Poi arrivò la guerra. Gli autori ebrei e immigrati volevano essere patrioti, anche per necessità: in tempi di razionamento, un fumetto troppo radicale rischiava di essere censurato. Superman cominciò così a combattere alieni e mostri, lasciandosi alle spalle i mali della società reale. E mentre l’eroe diventava leggenda, i suoi creatori venivano spinti ai margini. Siegel e Shuster vendettero i diritti per appena 130 dollari e persero ogni controllo sul loro personaggio.
Quando cercarono di riappropriarsene, nel 1947, furono sconfitti. Shuster, ormai quasi cieco, dovette lasciare il disegno; Siegel finì arruolato nell’esercito. Ironia della sorte: i due Davide che avevano creato un Golia contro i potenti, finirono stritolati da un sistema ancora più potente del male che volevano combattere.
Oggi Superman continua a mutare, specchio fedele del Paese che lo ha generato.
Negli anni del maccartismo fu moralista, nei ’70 emblema d’integrità, nei ’90 figura messianica.
Ora con James Gunn al timone si apre forse, un nuovo capitolo. Il regista ha chiarito fin da subito il suo intento: “Voglio dire, quella di Superman è fondamentalmente la storia dell'America. Un immigrato che arriva da un altro Paese e si stabilisce qui”, ha dichiarato Gunn. “Ma per me si tratta soprattutto di una storia che ci dice che l'umanità è un valore fondamentale e che si tratta di qualcosa che abbiamo perso”. Una visione che sfuma nell’impegno civile. Gunn ha infatti anticipato la presenza di una lunga sequenza — circa dieci minuti — in cui Clark e Lois discutono apertamente di geopolitica. “Sì, si parla di politica, ma anche di senso della morale. Non si uccide mai, qualunque cosa accada, o bisogna trovare il giusto equilibrio, come sostiene Lois?”, ha spiegato. Una riflessione etica che va ben oltre le scazzottate tra grattacieli.

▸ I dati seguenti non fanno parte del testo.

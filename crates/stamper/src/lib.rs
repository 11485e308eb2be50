//! Docx template stamping for docmerge
//!
//! A [`Template`] is a docx archive holding `${...}` placeholders. Stamping
//! replaces every placeholder with the value of the column it names in a
//! [`Row`] and returns the bytes of the rendered document.
//!
//! ```no_run
//! use docmerge_sheet::Row;
//! use docmerge_stamper::{DocxStamper, Stamper, Template};
//!
//! let template = Template::load("letter.docx").unwrap();
//! let row: Row = [("Name", "Ann")].into_iter().collect();
//! let bytes = DocxStamper::default().stamp(&template, &row).unwrap();
//! std::fs::write("Ann.docx", bytes).unwrap();
//! ```

mod docx;
pub mod error;
mod placeholder;

use docmerge_sheet::Row;
use std::path::Path;

pub use error::{Result, StampError};
pub use placeholder::{column_name, find_placeholders, Placeholder, UnresolvedPolicy};

use placeholder::Resolver;

/// Renders one output document per row
pub trait Stamper {
    fn stamp(&self, template: &Template, row: &Row) -> Result<Vec<u8>>;
}

/// A validated docx template, read once and reused for every row
#[derive(Debug, Clone)]
pub struct Template {
    bytes: Vec<u8>,
}

impl Template {
    /// Read and validate a template file
    pub fn load<P: AsRef<Path>>(path: P) -> Result<Self> {
        Self::from_bytes(std::fs::read(path)?)
    }

    /// Validate in-memory template bytes
    pub fn from_bytes(bytes: Vec<u8>) -> Result<Self> {
        docx::validate(&bytes)?;
        Ok(Self { bytes })
    }

    pub fn bytes(&self) -> &[u8] {
        &self.bytes
    }
}

/// Options for [`DocxStamper`]
#[derive(Debug, Clone, Copy, Default)]
pub struct StamperOptions {
    pub unresolved: UnresolvedPolicy,
}

impl StamperOptions {
    #[must_use]
    pub fn with_unresolved(mut self, policy: UnresolvedPolicy) -> Self {
        self.unresolved = policy;
        self
    }
}

/// Stamps docx templates
#[derive(Debug, Clone, Default)]
pub struct DocxStamper {
    options: StamperOptions,
}

impl DocxStamper {
    pub fn new(options: StamperOptions) -> Self {
        Self { options }
    }

    pub fn options(&self) -> &StamperOptions {
        &self.options
    }
}

impl Stamper for DocxStamper {
    fn stamp(&self, template: &Template, row: &Row) -> Result<Vec<u8>> {
        let resolver = Resolver {
            row,
            policy: self.options.unresolved,
        };
        docx::stamp_archive(template.bytes(), &resolver)
    }
}
//! Verbosity flags to tracing filter directives.

use tracing_subscriber::filter::LevelFilter;
use tracing_subscriber::EnvFilter;

/// Crates whose level follows the verbosity flags directly
const APP_TARGETS: [&str; 4] = [
    "docmerge",
    "docmerge_core",
    "docmerge_sheet",
    "docmerge_stamper",
];

/// Levels for our own crates and for everything else
#[derive(Debug, Clone, Copy, PartialEq, Eq)]
pub struct LogLevels {
    pub app: LevelFilter,
    pub dependencies: LevelFilter,
}

impl LogLevels {
    /// Levels for a verbosity tally (`-v` count minus `-q` count)
    pub fn from_verbosity(verbosity: i16) -> Self {
        let (app, dependencies) = match verbosity {
            i16::MIN..=-1 => (LevelFilter::ERROR, LevelFilter::ERROR),
            0 => (LevelFilter::WARN, LevelFilter::ERROR),
            1 => (LevelFilter::INFO, LevelFilter::ERROR),
            2 => (LevelFilter::DEBUG, LevelFilter::ERROR),
            3 => (LevelFilter::DEBUG, LevelFilter::INFO),
            _ => (LevelFilter::TRACE, LevelFilter::DEBUG),
        };
        Self { app, dependencies }
    }

    /// `EnvFilter` directives, e.g. `error,docmerge=info,docmerge_core=info,...`
    pub fn directives(&self) -> String {
        let app = self.app.to_string().to_ascii_lowercase();
        let mut directives = vec![self.dependencies.to_string().to_ascii_lowercase()];
        directives.extend(APP_TARGETS.iter().map(|target| format!("{target}={app}")));
        directives.join(",")
    }
}

/// Tally repeated `-v` and `-q` flags
pub fn verbosity(verbose: u8, quiet: u8) -> i16 {
    i16::from(verbose) - i16::from(quiet)
}

/// Install the fmt subscriber on stderr. `RUST_LOG` wins over the flags.
pub fn init(verbosity: i16) {
    let filter = EnvFilter::try_from_default_env()
        .unwrap_or_else(|_| EnvFilter::new(LogLevels::from_verbosity(verbosity).directives()));
    tracing_subscriber::fmt()
        .with_env_filter(filter)
        .with_writer(std::io::stderr)
        .init();
}
use crate::a1_notation::to_a1_notation;
use crate::display::display_text;
use crate::error::{Result, SheetError};
use crate::header::{rows_from_grid, SheetCell};
use crate::row::Row;
use crate::selector::select_sheet;
use crate::styles::CellFormats;
use calamine::{open_workbook, Data, Range, Reader, Xlsx, XlsxError};
use std::fs::File;
use std::io::BufReader;
use std::path::{Path, PathBuf};

/// An opened xlsx workbook
pub struct Workbook {
    path: PathBuf,
    inner: Xlsx<BufReader<File>>,
}

impl Workbook {
    /// Open an Excel workbook
    ///
    /// # Errors
    ///
    /// Returns [`SheetError::Load`] if the file cannot be opened or is not a
    /// valid workbook.
    pub fn open<P: AsRef<Path>>(path: P) -> Result<Self> {
        let path = path.as_ref().to_path_buf();
        let inner: Xlsx<BufReader<File>> =
            open_workbook(&path).map_err(|e: XlsxError| load_error(&path, &e))?;
        Ok(Self { path, inner })
    }

    /// Sheet names in workbook order
    pub fn sheet_names(&self) -> Vec<String> {
        self.inner.sheet_names().to_vec()
    }

    /// Read the referenced, populated cells of a sheet, row by row, as
    /// displayed under their number formats.
    ///
    /// Empty rows inside the used range are kept as empty vectors.
    pub fn sheet_cells(&mut self, sheet_name: &str) -> Result<Vec<Vec<SheetCell>>> {
        let range = self
            .inner
            .worksheet_range(sheet_name)
            .map_err(|e: XlsxError| load_error(&self.path, &e))?;
        let formats = CellFormats::read(&self.path, sheet_name)?;
        Ok(range_to_cells(&range, &formats))
    }

    /// Select a sheet and convert it to header-keyed rows.
    ///
    /// # Errors
    ///
    /// Returns [`SheetError::SheetNotFound`] when `sheet` names no sheet.
    pub fn read_rows(&mut self, sheet: Option<&str>) -> Result<SheetRows> {
        let names = self.sheet_names();
        let selected = select_sheet(&names, sheet)?.to_string();
        let grid = self.sheet_cells(&selected)?;
        if grid.is_empty() {
            tracing::warn!("Sheet '{}' has no header row", selected);
        }
        let rows = rows_from_grid(&grid);
        tracing::debug!("Read {} data rows from sheet '{}'", rows.len(), selected);
        Ok(SheetRows {
            sheet_name: selected,
            rows,
        })
    }
}

/// Data rows read from one worksheet
#[derive(Debug, Clone, Default)]
pub struct SheetRows {
    pub sheet_name: String,
    pub rows: Vec<Row>,
}

/// Load a workbook, select a sheet and read its rows in one step
pub fn read_rows<P: AsRef<Path>>(path: P, sheet: Option<&str>) -> Result<SheetRows> {
    Workbook::open(path)?.read_rows(sheet)
}

fn load_error(path: &Path, err: &XlsxError) -> SheetError {
    SheetError::Load {
        path: path.to_path_buf(),
        message: err.to_string(),
    }
}

/// Convert a calamine range to cells carrying absolute A1 references
fn range_to_cells(range: &Range<Data>, formats: &CellFormats) -> Vec<Vec<SheetCell>> {
    let Some((start_row, start_col)) = range.start() else {
        return Vec::new();
    };

    range
        .rows()
        .enumerate()
        .map(|(row_idx, row)| {
            row.iter()
                .enumerate()
                .filter_map(|(col_idx, data)| {
                    let row = start_row + row_idx as u32;
                    let col = start_col + col_idx as u32;
                    let text = display_text(data, formats.code_at(row, col), formats.options())?;
                    let reference = to_a1_notation(row as usize, col as usize);
                    Some(SheetCell { reference, text })
                })
                .collect()
        })
        .collect()
}
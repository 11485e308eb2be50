//! Rendering of cell values as a spreadsheet application shows them.

use crate::number_format::{format_number, format_text, is_general, FormatOptions};
use calamine::{Data, ExcelDateTime};
use chrono::{Duration, NaiveDateTime, Timelike};

/// Render a cell as displayed text, applying its number format code.
///
/// Without a code (or with General) numbers use the General format and dates
/// an ISO rendering. Returns `None` for empty cells so that callers can keep
/// rows sparse.
pub fn display_text(data: &Data, format: Option<&str>, options: FormatOptions) -> Option<String> {
    let format = format.filter(|code| !is_general(code));
    let text = match (data, format) {
        (Data::Empty, _) => return None,
        (Data::Bool(b), _) => (if *b { "TRUE" } else { "FALSE" }).to_string(),
        (Data::Error(e), _) => e.to_string(),
        (Data::String(s), Some(code)) => format_text(code, s),
        (Data::Float(f), Some(code)) => format_number(code, *f, options),
        (Data::Int(i), Some(code)) => format_number(code, *i as f64, options),
        (Data::DateTime(dt), Some(code)) => format_number(code, dt.as_f64(), options),
        (Data::String(s) | Data::DateTimeIso(s) | Data::DurationIso(s), _) => s.clone(),
        (Data::Int(i), None) => i.to_string(),
        (Data::Float(f), None) => format_general(*f),
        (Data::DateTime(dt), None) => format_excel_datetime(dt),
    };
    Some(text)
}

/// Format a number the way the Excel "General" format does.
pub fn format_general(value: f64) -> String {
    if !value.is_finite() {
        return "#NUM!".to_string();
    }
    if value == 0.0 {
        return "0".to_string();
    }

    let abs = value.abs();
    if !(1e-9..1e11).contains(&abs) {
        return format_scientific(value);
    }
    if value.fract() == 0.0 {
        return format!("{}", value as i64);
    }

    // General shows at most 10 significant digits
    let rounded: f64 = format!("{value:.9e}").parse().unwrap_or(value);
    format!("{rounded}")
}

/// Scientific rendering with five decimals, e.g. `1.23457E+11`.
fn format_scientific(value: f64) -> String {
    let formatted = format!("{value:.5e}");
    let (mantissa, exponent) = formatted.split_once('e').unwrap_or((&formatted, "0"));
    let mantissa = if mantissa.contains('.') {
        mantissa.trim_end_matches('0').trim_end_matches('.')
    } else {
        mantissa
    };
    let exponent: i32 = exponent.parse().unwrap_or(0);
    let sign = if exponent < 0 { '-' } else { '+' };
    format!("{mantissa}E{sign}{:02}", exponent.abs())
}

fn format_excel_datetime(dt: &ExcelDateTime) -> String {
    if dt.is_duration() {
        return format_duration(dt.as_f64());
    }
    match dt.as_datetime() {
        Some(value) if dt.as_f64() < 1.0 => round_to_second(value).format("%H:%M:%S").to_string(),
        Some(value) => format_datetime(round_to_second(value)),
        None => format_general(dt.as_f64()),
    }
}

fn format_datetime(value: NaiveDateTime) -> String {
    if value.num_seconds_from_midnight() == 0 {
        value.format("%Y-%m-%d").to_string()
    } else {
        value.format("%Y-%m-%d %H:%M:%S").to_string()
    }
}

fn round_to_second(value: NaiveDateTime) -> NaiveDateTime {
    let shifted = value + Duration::milliseconds(500);
    shifted.with_nanosecond(0).unwrap_or(shifted)
}

/// Elapsed time as `[h]:mm:ss`.
fn format_duration(days: f64) -> String {
    let total = (days * 86_400.0).round() as i64;
    let sign = if total < 0 { "-" } else { "" };
    let total = total.abs();
    format!(
        "{sign}{}:{:02}:{:02}",
        total / 3600,
        (total % 3600) / 60,
        total % 60
    )
}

La domanda, alla fine, resta la stessa: Superman può ancora essere sovversivo? O deve restare un’icona addomesticata del Bene maiuscola? Forse la sua vera forza, oggi, non è più nei pugni, ma nel ricordarci da dove viene. Che dietro la S sul petto e il mantello svolazzante, non c’è solo un alieno venuto a salvarci, ma un’idea: che anche i più umili possono sfidare i più forti. Che anche i dimenticati possono diventare leggende. E che sì, anche un bravo ragazzo può essere rivoluzionario.